Keep in mind that this singular event is central to all of Christian theology.  Without this “fall,” the entirety of Christian theology will be void.  This fall is what makes human beings “dead in their sin.”  It’s why, according to fundamentalist evangelical theology, humans are born disconnected from god, and can only restore this union with god by being “born again.”

But rather than get into an entire separate conversation on free will, I’d rather stick with the current topic.  So I asked:  Does that mean God is a robot without a brain?
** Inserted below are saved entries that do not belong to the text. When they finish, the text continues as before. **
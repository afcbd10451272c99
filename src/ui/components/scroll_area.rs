//! Scrollable area component.

use leptos::html;
use leptos::prelude::*;

/// Scrollable container component.
///
/// Provides a styled vertical scroll area with a thin scrollbar that follows
/// the `dark` scope. Pass a `node_ref` to drive the scroll position.
///
/// # Example
///
/// ```rust,ignore
/// let list_ref = NodeRef::<html::Div>::new();
/// view! {
///     <ScrollArea node_ref=list_ref class="flex-grow p-4">
///         // Long content here
///     </ScrollArea>
/// }
/// ```
#[component]
pub fn ScrollArea(
    /// Handle to the scrolling element.
    #[prop(optional)]
    node_ref: NodeRef<html::Div>,
    /// Additional CSS classes.
    #[prop(default = "")]
    class: &'static str,
    /// Scrollable content.
    children: Children,
) -> impl IntoView {
    let classes = format!(
        "overflow-y-auto scrollbar-thin scrollbar-thumb-gray-300 \
         dark:scrollbar-thumb-gray-600 {}",
        class
    );

    view! {
        <div node_ref=node_ref class=classes>
            {children()}
        </div>
    }
}
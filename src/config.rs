//! Layered host configuration.
//!
//! Priority, lowest first: built-in defaults, YAML config file, `CHAT_`
//! environment variables (`CHAT_SERVER__PORT=8080`), CLI flags and their
//! plain env fallbacks (`PORT`, `RAG_URL`).

use std::path::Path;

use clap::Parser;
use config::{Config, Environment, File};
use serde::Deserialize;

/// Config file picked up from the working directory when none is given.
const DEFAULT_CONFIG_FILE: &str = "config.yaml";

#[derive(Parser, Debug)]
#[command(author, version, about, long_about = None)]
pub struct Cli {
    /// Config file path
    #[arg(short, long, env = "CONFIG_FILE")]
    pub config: Option<String>,

    /// Address to bind
    #[arg(long, env = "HOST")]
    pub host: Option<String>,

    /// Port to listen on
    #[arg(long, env = "PORT")]
    pub port: Option<u16>,

    /// Upstream retrieval endpoint, e.g. http://127.0.0.1:8000/rag
    #[arg(long, env = "RAG_URL")]
    pub rag_url: Option<String>,
}

#[derive(Debug, Deserialize, Clone)]
pub struct AppConfig {
    pub server: ServerConfig,
    #[serde(default)]
    pub backend: BackendConfig,
    pub ui: UiConfig,
}

#[derive(Debug, Deserialize, Clone)]
pub struct ServerConfig {
    pub host: String,
    pub port: u16,
    pub request_timeout_secs: u64,
}

#[derive(Debug, Deserialize, Clone, Default)]
pub struct BackendConfig {
    /// Upstream `/rag` endpoint. `/api/chat` answers 503 while unset.
    pub rag_url: Option<String>,
}

#[derive(Debug, Deserialize, Clone)]
pub struct UiConfig {
    /// Page and window title.
    pub title: String,
    /// Directory served under `/static`.
    pub static_dir: String,
    /// Directory with the wasm bundle, served under `/pkg`.
    pub pkg_dir: String,
}

impl AppConfig {
    pub fn load() -> Result<Self, config::ConfigError> {
        Self::load_from_args(std::env::args())
    }

    pub fn load_from_args<I, T>(args: I) -> Result<Self, config::ConfigError>
    where
        I: IntoIterator<Item = T>,
        T: Into<std::ffi::OsString> + Clone,
    {
        let cli =
            Cli::try_parse_from(args).map_err(|e| config::ConfigError::Message(e.to_string()))?;

        let mut builder = Config::builder()
            .set_default("server.host", "127.0.0.1")?
            .set_default("server.port", 3000)?
            .set_default("server.request_timeout_secs", 60)?
            .set_default("ui.title", crate::ui::chat::DEFAULT_TITLE)?
            .set_default("ui.static_dir", "static")?
            .set_default("ui.pkg_dir", "pkg")?;

        match &cli.config {
            Some(path) => builder = builder.add_source(File::with_name(path)),
            None if Path::new(DEFAULT_CONFIG_FILE).exists() => {
                builder = builder.add_source(File::with_name(DEFAULT_CONFIG_FILE));
            }
            None => {}
        }

        builder = builder.add_source(
            Environment::with_prefix("CHAT")
                .prefix_separator("_")
                .separator("__")
                .try_parsing(true),
        );

        if let Some(host) = cli.host {
            builder = builder.set_override("server.host", host)?;
        }
        if let Some(port) = cli.port {
            builder = builder.set_override("server.port", i64::from(port))?;
        }
        if let Some(rag_url) = cli.rag_url {
            builder = builder.set_override("backend.rag_url", rag_url)?;
        }

        let cfg = builder.build()?;
        let mut config: Self = cfg.try_deserialize()?;
        config.backend.rag_url = config
            .backend
            .rag_url
            .filter(|url| !url.trim().is_empty());
        Ok(config)
    }

    /// `host:port` to bind.
    pub fn bind_address(&self) -> String {
        format!("{}:{}", self.server.host, self.server.port)
    }
}
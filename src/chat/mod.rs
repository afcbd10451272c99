//! Headless chat interaction model.
//!
//! Everything here is independent of the DOM: the message log, the composer
//! draft, the loading gate and the messaging backend seam. The Leptos views in
//! [`crate::ui`] wrap [`ChatState`] in a signal and drive it from events.
//!
//! # Example
//!
//! ```rust,ignore
//! let mut state = ChatState::new();
//! state.set_draft("How do I run the tests?");
//!
//! if let Some(pending) = state.begin_submit() {
//!     let outcome = exchange(&backend, &pending).await;
//!     state.finish(pending, outcome);
//! }
//! ```

mod backend;
mod http;
mod message;
mod state;

pub use backend::{BackendError, ChatReply, ChatRequest, MessagingBackend, exchange};
pub use http::{HttpBackend, RagBackend};
pub use message::{Author, Message};
pub use state::{ChatState, FAILURE_PREFIX, PendingReply};
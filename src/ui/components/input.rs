//! Input component for text fields.

use leptos::html;
use leptos::prelude::*;

/// Text input bound to a string signal.
///
/// The field is controlled: it shows `value` and reports every edit through
/// `on_input`, leaving the owner to decide what to store.
///
/// # Example
///
/// ```rust,ignore
/// view! {
///     <Input
///         node_ref=input_ref
///         value=draft
///         on_input=Callback::new(move |text| state.update(|s| s.set_draft(text)))
///         placeholder="Type your message..."
///     />
/// }
/// ```
#[component]
pub fn Input(
    /// Handle to the input element, for focus management.
    #[prop(optional)]
    node_ref: NodeRef<html::Input>,
    /// Current value.
    #[prop(into)]
    value: Signal<String>,
    /// Called with the new value after each edit.
    on_input: Callback<String>,
    /// Input type (text, search, ...).
    #[prop(default = "text")]
    input_type: &'static str,
    /// Placeholder text.
    #[prop(default = "")]
    placeholder: &'static str,
    /// Accessible label.
    #[prop(default = "")]
    aria_label: &'static str,
    /// Color classes; reactive so they can follow the theme.
    #[prop(into, default = Signal::stored(String::new()))]
    class: Signal<String>,
    /// Autocomplete attribute.
    #[prop(default = "off")]
    autocomplete: &'static str,
) -> impl IntoView {
    let base_classes = "flex-grow px-4 py-2 pr-10 border rounded-full \
                        focus:outline-none focus:ring-2 focus:ring-blue-500";

    view! {
        <input
            node_ref=node_ref
            type=input_type
            class=move || format!("{} {}", base_classes, class.get())
            placeholder=placeholder
            aria-label=aria_label
            autocomplete=autocomplete
            prop:value=move || value.get()
            on:input=move |ev| on_input.run(event_target_value(&ev))
        />
    }
}
//! Slot span GA CLI - Evolve schedules loaded from a JSON file.

use std::path::PathBuf;
use std::time::Instant;

use slot_span_ga::{
    BreedingStrategy, EvolutionConfig, EvolutionEngine, SLOT_COUNT, Schedule,
};

fn main() {
    env_logger::init();

    let args: Vec<String> = std::env::args().collect();

    if args.len() > 1 && args[1] == "--example" {
        print_example_schedules();
        return;
    }

    if args.len() < 2 {
        eprintln!("Usage: {} <schedules.json> [options]", args[0]);
        eprintln!();
        eprintln!("Evolve 12-slot schedules toward the shortest longest span.");
        eprintln!();
        eprintln!("Arguments:");
        eprintln!("  schedules.json               JSON array of schedules (12 rows of values each)");
        eprintln!();
        eprintln!("Options:");
        eprintln!("  --minimize                   Minimize the longest span directly");
        eprintln!("  --crossover                  Breed by crossover instead of mutation");
        eprintln!("  --generations-unchanged N    Stagnation limit (default: 40)");
        eprintln!("  --max-generations N          Hard generation cap");
        eprintln!("  --seed S                     Random seed");
        eprintln!("  --example                    Print an example schedules file");
        std::process::exit(1);
    }

    let path = PathBuf::from(&args[1]);
    let config = parse_options(&args[2..]).unwrap_or_else(|e| {
        eprintln!("Error: {}", e);
        std::process::exit(1);
    });

    let schedules: Vec<Schedule<String>> = Schedule::load_all(&path).unwrap_or_else(|e| {
        eprintln!("Error loading {}: {}", path.display(), e);
        std::process::exit(1);
    });

    println!("Slot Span GA");
    println!("============");
    println!("Schedules: {}", schedules.len());
    if let Some(first) = schedules.first() {
        println!("Slots: {} x {} values", SLOT_COUNT, first.width());
    }
    println!("Direction: {}", config.direction());
    println!("Breeding: {:?}", config.breeding);
    println!("Stagnation limit: {}", config.generations_unchanged);
    println!();

    let start = Instant::now();
    let mut engine = EvolutionEngine::new(config);
    let result = engine
        .run_with_callback(schedules, |progress| {
            if progress.generation % 10 == 0 {
                println!("  Generation {}: {}", progress.generation, progress);
            }
        })
        .unwrap_or_else(|e| {
            eprintln!("Evolution failed: {}", e);
            std::process::exit(1);
        });

    println!();
    println!("Stopped: {:?}", result.stats.stop_reason);
    println!("Generations: {}", result.stats.generations);
    println!("Evaluations: {}", result.stats.total_evaluations);
    println!("Longest span: {}", result.best.longest_span());
    println!("Time: {:.2}s", start.elapsed().as_secs_f32());
    println!();
    println!("{}", result.best);
}

fn parse_options(options: &[String]) -> Result<EvolutionConfig, String> {
    let mut config = EvolutionConfig::default();
    let mut iter = options.iter();

    while let Some(option) = iter.next() {
        match option.as_str() {
            "--minimize" => config.maximize = false,
            "--crossover" => config.breeding = BreedingStrategy::Crossover,
            "--generations-unchanged" => {
                config.generations_unchanged = parse_value(option, iter.next())?;
            }
            "--max-generations" => {
                config.max_generations = Some(parse_value(option, iter.next())?);
            }
            "--seed" => config.random_seed = Some(parse_value(option, iter.next())?),
            other => return Err(format!("unknown option {other}")),
        }
    }

    config.validate().map_err(|e| e.to_string())?;
    Ok(config)
}

fn parse_value<T: std::str::FromStr>(option: &str, value: Option<&String>) -> Result<T, String> {
    let value = value.ok_or_else(|| format!("{option} requires a value"))?;
    value
        .parse()
        .map_err(|_| format!("invalid value for {option}: {value}"))
}

fn print_example_schedules() {
    let names = ["ana", "ben", "cai", "dee", "eli", "fay"];
    let schedules: Vec<Vec<Vec<&str>>> = (0..8)
        .map(|offset| {
            (0..SLOT_COUNT)
                .map(|row| {
                    vec![
                        names[(row / 2 + offset) % names.len()],
                        names[(row / 3 + offset + 1) % names.len()],
                    ]
                })
                .collect()
        })
        .collect();

    println!("Example schedules (schedules.json):");
    match serde_json::to_string_pretty(&schedules) {
        Ok(json) => println!("{}", json),
        Err(e) => eprintln!("Error serializing example: {}", e),
    }
}
//! Schedule representation: a fixed table of ordered slots holding assigned values.

use std::collections::HashMap;
use std::fmt;
use std::fs;
use std::hash::Hash;
use std::path::Path;

use serde::de::DeserializeOwned;
use serde::{Deserialize, Serialize};

/// Number of ordered slot rows in every schedule.
pub const SLOT_COUNT: usize = 12;

/// Identifier that can be assigned to a slot.
///
/// Implemented for every type that can be hashed, compared, and shared
/// across worker threads (`String`, `&'static str`, integers, ...).
pub trait Assignment: Clone + Eq + Hash + Send + Sync {}

impl<T: Clone + Eq + Hash + Send + Sync> Assignment for T {}

/// A table of [`SLOT_COUNT`] ordered rows, each listing the values assigned to that slot.
///
/// Every row holds the same number of values (the schedule's width), and the
/// width is at least one. Serialized as a JSON array of rows; deserialization
/// applies the same checks as [`Schedule::new`].
#[derive(Debug, Clone, PartialEq, Eq, Serialize, Deserialize)]
#[serde(
    try_from = "Vec<Vec<V>>",
    into = "Vec<Vec<V>>",
    bound(
        serialize = "V: Serialize + Clone",
        deserialize = "V: Deserialize<'de>"
    )
)]
pub struct Schedule<V> {
    rows: [Vec<V>; SLOT_COUNT],
}

impl<V> Schedule<V> {
    /// Build a schedule from its rows.
    ///
    /// Fails unless there are exactly [`SLOT_COUNT`] rows of one common,
    /// non-zero width.
    pub fn new(rows: Vec<Vec<V>>) -> Result<Self, ScheduleError> {
        let found = rows.len();
        let rows: [Vec<V>; SLOT_COUNT] = rows
            .try_into()
            .map_err(|_| ScheduleError::RowCount { found })?;

        let expected = rows[0].len();
        if expected == 0 {
            return Err(ScheduleError::EmptyRows);
        }
        if let Some((row, found)) = rows
            .iter()
            .map(Vec::len)
            .enumerate()
            .find(|&(_, len)| len != expected)
        {
            return Err(ScheduleError::RaggedRow {
                row,
                expected,
                found,
            });
        }

        Ok(Self { rows })
    }

    /// All rows in slot order.
    #[inline]
    pub fn rows(&self) -> &[Vec<V>; SLOT_COUNT] {
        &self.rows
    }

    /// Values assigned to a single slot.
    #[inline]
    pub fn row(&self, index: usize) -> Option<&[V]> {
        self.rows.get(index).map(Vec::as_slice)
    }

    /// Number of values in each row.
    #[inline]
    pub fn width(&self) -> usize {
        self.rows[0].len()
    }

    /// Iterate over every cell value in row order.
    pub fn values(&self) -> impl Iterator<Item = &V> {
        self.rows.iter().flatten()
    }

    /// Exchange the contents of two rows.
    ///
    /// # Panics
    ///
    /// Panics if either index is not below [`SLOT_COUNT`].
    #[inline]
    pub fn swap_rows(&mut self, a: usize, b: usize) {
        self.rows.swap(a, b);
    }
}

impl<V: Clone> Schedule<V> {
    /// Copy of this schedule with the given rows taken from `donor`.
    ///
    /// The donor must have the same width, otherwise the copy would mix row
    /// widths.
    ///
    /// # Panics
    ///
    /// Panics if an index is not below [`SLOT_COUNT`].
    pub fn with_rows_from(
        &self,
        donor: &Schedule<V>,
        indices: &[usize],
    ) -> Result<Schedule<V>, ScheduleError> {
        if donor.width() != self.width() {
            return Err(ScheduleError::WidthMismatch {
                expected: self.width(),
                found: donor.width(),
            });
        }

        let mut child = self.clone();
        for &i in indices {
            child.rows[i].clone_from(&donor.rows[i]);
        }
        Ok(child)
    }
}

impl<V: Assignment> Schedule<V> {
    /// First and last row index of every distinct value, built in a single pass.
    pub fn occupancy(&self) -> HashMap<V, (usize, usize)> {
        let mut spans: HashMap<V, (usize, usize)> = HashMap::new();
        for (row_index, row) in self.rows.iter().enumerate() {
            for value in row {
                match spans.get_mut(value) {
                    Some(span) => span.1 = row_index,
                    None => {
                        spans.insert(value.clone(), (row_index, row_index));
                    }
                }
            }
        }
        spans
    }
}

impl<V: DeserializeOwned> Schedule<V> {
    /// Load a JSON array of schedules from disk.
    pub fn load_all<P: AsRef<Path>>(path: P) -> Result<Vec<Self>, ScheduleError> {
        let contents = fs::read_to_string(path)?;
        let schedules = serde_json::from_str(&contents)?;
        Ok(schedules)
    }
}

impl<V> TryFrom<Vec<Vec<V>>> for Schedule<V> {
    type Error = ScheduleError;

    fn try_from(rows: Vec<Vec<V>>) -> Result<Self, Self::Error> {
        Self::new(rows)
    }
}

impl<V> From<Schedule<V>> for Vec<Vec<V>> {
    fn from(schedule: Schedule<V>) -> Self {
        schedule.rows.into()
    }
}

impl<V: fmt::Display> fmt::Display for Schedule<V> {
    fn fmt(&self, f: &mut fmt::Formatter<'_>) -> fmt::Result {
        for (i, row) in self.rows.iter().enumerate() {
            write!(f, "{i:>2}:")?;
            for value in row {
                write!(f, " {value}")?;
            }
            if i + 1 < SLOT_COUNT {
                writeln!(f)?;
            }
        }
        Ok(())
    }
}

/// Schedule construction and loading errors.
#[derive(Debug, thiserror::Error)]
pub enum ScheduleError {
    #[error("Schedule must have exactly 12 rows, found {found}")]
    RowCount { found: usize },
    #[error("Schedule rows must hold at least one value")]
    EmptyRows,
    #[error("Row {row} holds {found} values, expected {expected}")]
    RaggedRow {
        row: usize,
        expected: usize,
        found: usize,
    },
    #[error("Schedule width {found} does not match width {expected}")]
    WidthMismatch { expected: usize, found: usize },
    #[error("Failed to read schedules: {0}")]
    Io(#[from] std::io::Error),
    #[error("Failed to parse schedules: {0}")]
    Json(#[from] serde_json::Error),
}
//! Candidate schedules and their span-based fitness.

use std::cmp::Ordering;
use std::collections::HashMap;
use std::fmt;

use crate::schema::{Assignment, SLOT_COUNT, Schedule, ScheduleError};

use super::rng::ScheduleRng;

/// One more than the slot count, so maximize-mode fitness is always positive.
pub const FITNESS_CEILING: u32 = SLOT_COUNT as u32 + 1;

/// Rows exchanged between parents during crossover.
pub const CROSSOVER_ROWS: usize = 6;

/// Rows touched by a mutation (two disjoint swaps).
pub const MUTATION_ROWS: usize = 4;

/// A schedule together with its evaluated fitness.
///
/// Immutable once built. Ordering and equality compare `fitness` only, never
/// the schedule contents.
#[derive(Debug, Clone)]
pub struct Candidate<V> {
    schedule: Schedule<V>,
    maximize: bool,
    durations: HashMap<V, u32>,
    fitness: u32,
}

impl<V: Assignment> Candidate<V> {
    /// Evaluate a schedule.
    ///
    /// Each value's duration is the number of rows from its first to its last
    /// occurrence, inclusive. Fitness is the longest duration when minimizing
    /// and `13 - longest` when maximizing.
    pub fn new(schedule: Schedule<V>, maximize: bool) -> Self {
        let durations: HashMap<V, u32> = schedule
            .occupancy()
            .into_iter()
            .map(|(value, (first, last))| (value, (last - first + 1) as u32))
            .collect();

        // Rows are never empty, so there is always at least one duration.
        let longest = durations.values().copied().max().unwrap_or(1);

        let fitness = if maximize {
            FITNESS_CEILING - longest
        } else {
            longest
        };

        Self {
            schedule,
            maximize,
            durations,
            fitness,
        }
    }

    /// Uniform row crossover.
    ///
    /// Picks [`CROSSOVER_ROWS`] distinct rows; the first child is `self` with
    /// those rows taken from `other`, the second is the mirror image. Both
    /// parents must have the same schedule width.
    pub fn mate(
        &self,
        other: &Self,
        rng: &mut ScheduleRng,
    ) -> Result<(Self, Self), ScheduleError> {
        let rows = rng.distinct_rows(CROSSOVER_ROWS);
        let first = self.schedule.with_rows_from(&other.schedule, &rows)?;
        let second = other.schedule.with_rows_from(&self.schedule, &rows)?;

        Ok((
            Self::new(first, self.maximize),
            Self::new(second, self.maximize),
        ))
    }

    /// Swap two disjoint pairs of rows in a copy of this schedule.
    ///
    /// Rows are paired in draw order: `(a, b)` and `(c, d)`.
    pub fn mutate(&self, rng: &mut ScheduleRng) -> Self {
        let rows = rng.distinct_rows(MUTATION_ROWS);
        let mut child = self.schedule.clone();
        for pair in rows.chunks_exact(2) {
            child.swap_rows(pair[0], pair[1]);
        }
        Self::new(child, self.maximize)
    }
}

impl<V> Candidate<V> {
    #[inline]
    pub fn fitness(&self) -> u32 {
        self.fitness
    }

    #[inline]
    pub fn schedule(&self) -> &Schedule<V> {
        &self.schedule
    }

    #[inline]
    pub fn maximize(&self) -> bool {
        self.maximize
    }

    /// Span of every distinct value, in rows.
    #[inline]
    pub fn durations(&self) -> &HashMap<V, u32> {
        &self.durations
    }

    /// Longest span in the schedule, independent of the optimization direction.
    pub fn longest_span(&self) -> u32 {
        if self.maximize {
            FITNESS_CEILING - self.fitness
        } else {
            self.fitness
        }
    }
}

impl<V> PartialEq for Candidate<V> {
    fn eq(&self, other: &Self) -> bool {
        self.fitness == other.fitness
    }
}

impl<V> Eq for Candidate<V> {}

impl<V> PartialOrd for Candidate<V> {
    fn partial_cmp(&self, other: &Self) -> Option<Ordering> {
        Some(self.cmp(other))
    }
}

impl<V> Ord for Candidate<V> {
    fn cmp(&self, other: &Self) -> Ordering {
        self.fitness.cmp(&other.fitness)
    }
}

impl<V: fmt::Display> fmt::Display for Candidate<V> {
    fn fmt(&self, f: &mut fmt::Formatter<'_>) -> fmt::Result {
        writeln!(f, "fitness: {}", self.fitness)?;
        write!(f, "{}", self.schedule)
    }
}
//! Benchmarks for candidate evaluation and full evolution runs.

use criterion::{BenchmarkId, Criterion, black_box, criterion_group, criterion_main};

use slot_span_ga::{
    BreedingStrategy, Candidate, EvolutionConfig, EvolutionEngine, SLOT_COUNT, Schedule,
};

/// Schedule with `width` values per slot drawn from a small rotating pool.
fn schedule(offset: usize, width: usize) -> Schedule<u32> {
    let rows = (0..SLOT_COUNT)
        .map(|row| {
            (0..width)
                .map(|col| ((row * 7 + col * 3 + offset) % (width * 4)) as u32)
                .collect()
        })
        .collect();
    Schedule::new(rows).unwrap()
}

fn bench_candidate_evaluation(c: &mut Criterion) {
    let mut group = c.benchmark_group("candidate_evaluation");

    for width in [4, 16, 64] {
        let schedule = schedule(0, width);

        group.bench_with_input(
            BenchmarkId::from_parameter(format!("{}_per_slot", width)),
            &width,
            |b, _| {
                b.iter(|| Candidate::new(black_box(schedule.clone()), true));
            },
        );
    }

    group.finish();
}

fn bench_evolution_run(c: &mut Criterion) {
    let mut group = c.benchmark_group("evolution_run");
    group.sample_size(10);

    for strategy in [BreedingStrategy::Mutation, BreedingStrategy::Crossover] {
        let schedules: Vec<Schedule<u32>> = (0..64).map(|i| schedule(i, 8)).collect();

        group.bench_with_input(
            BenchmarkId::from_parameter(format!("{:?}", strategy)),
            &strategy,
            |b, &strategy| {
                b.iter(|| {
                    let config = EvolutionConfig {
                        generations_unchanged: 10,
                        max_generations: Some(200),
                        breeding: strategy,
                        random_seed: Some(42),
                        ..Default::default()
                    };
                    EvolutionEngine::new(config)
                        .run(black_box(schedules.clone()))
                        .unwrap()
                });
            },
        );
    }

    group.finish();
}

criterion_group!(benches, bench_candidate_evaluation, bench_evolution_run);
criterion_main!(benches);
The primary disconnect is that somehow the application of freedom to choose will somehow override a being’s innate perfection.  Either way one looks at it, that’s ridiculous.  On the one hand, perfection will result in perfect outcomes, even in the face of temptation.  If a perfect being is faced with the devil/snake insisting that god told them something that wasn’t true (you will surely die) that perfect being will make a perfect evaluation of the claim against what he knows about god, and come to a perfect conclusion (not to sin, and therefore, not to eat the apple.)  All freely chosen, of course.

In the same vein, let’s look at the other perfect being in the equation, God.  If it is possible for a perfect being to make an imperfect decision, for the purpose of preserving free will, what assurance does anyone have that god, despite all his supposed perfection, won’t eventually make an imperfect decision?  After all, if the hallmark of free will is the ability to make wrong choices despite personal perfection, then god himself would not be immune to this potential outcome, being himself free willed and perfect.

The bottom line is: you can’t have it both ways.  Either Adam & Eve were perfect, in which case the entire story of the fall of man falls apart, since perfect beings beget perfect choices, or Adam & Eve were not perfect, in which case they were created flawed, and therefore not at fault for making the imperfect choice they were designed to make.

Regardless of which way you view it, the story cannot pass logical muster on any level, and therefore deserves to be rejected out of hand.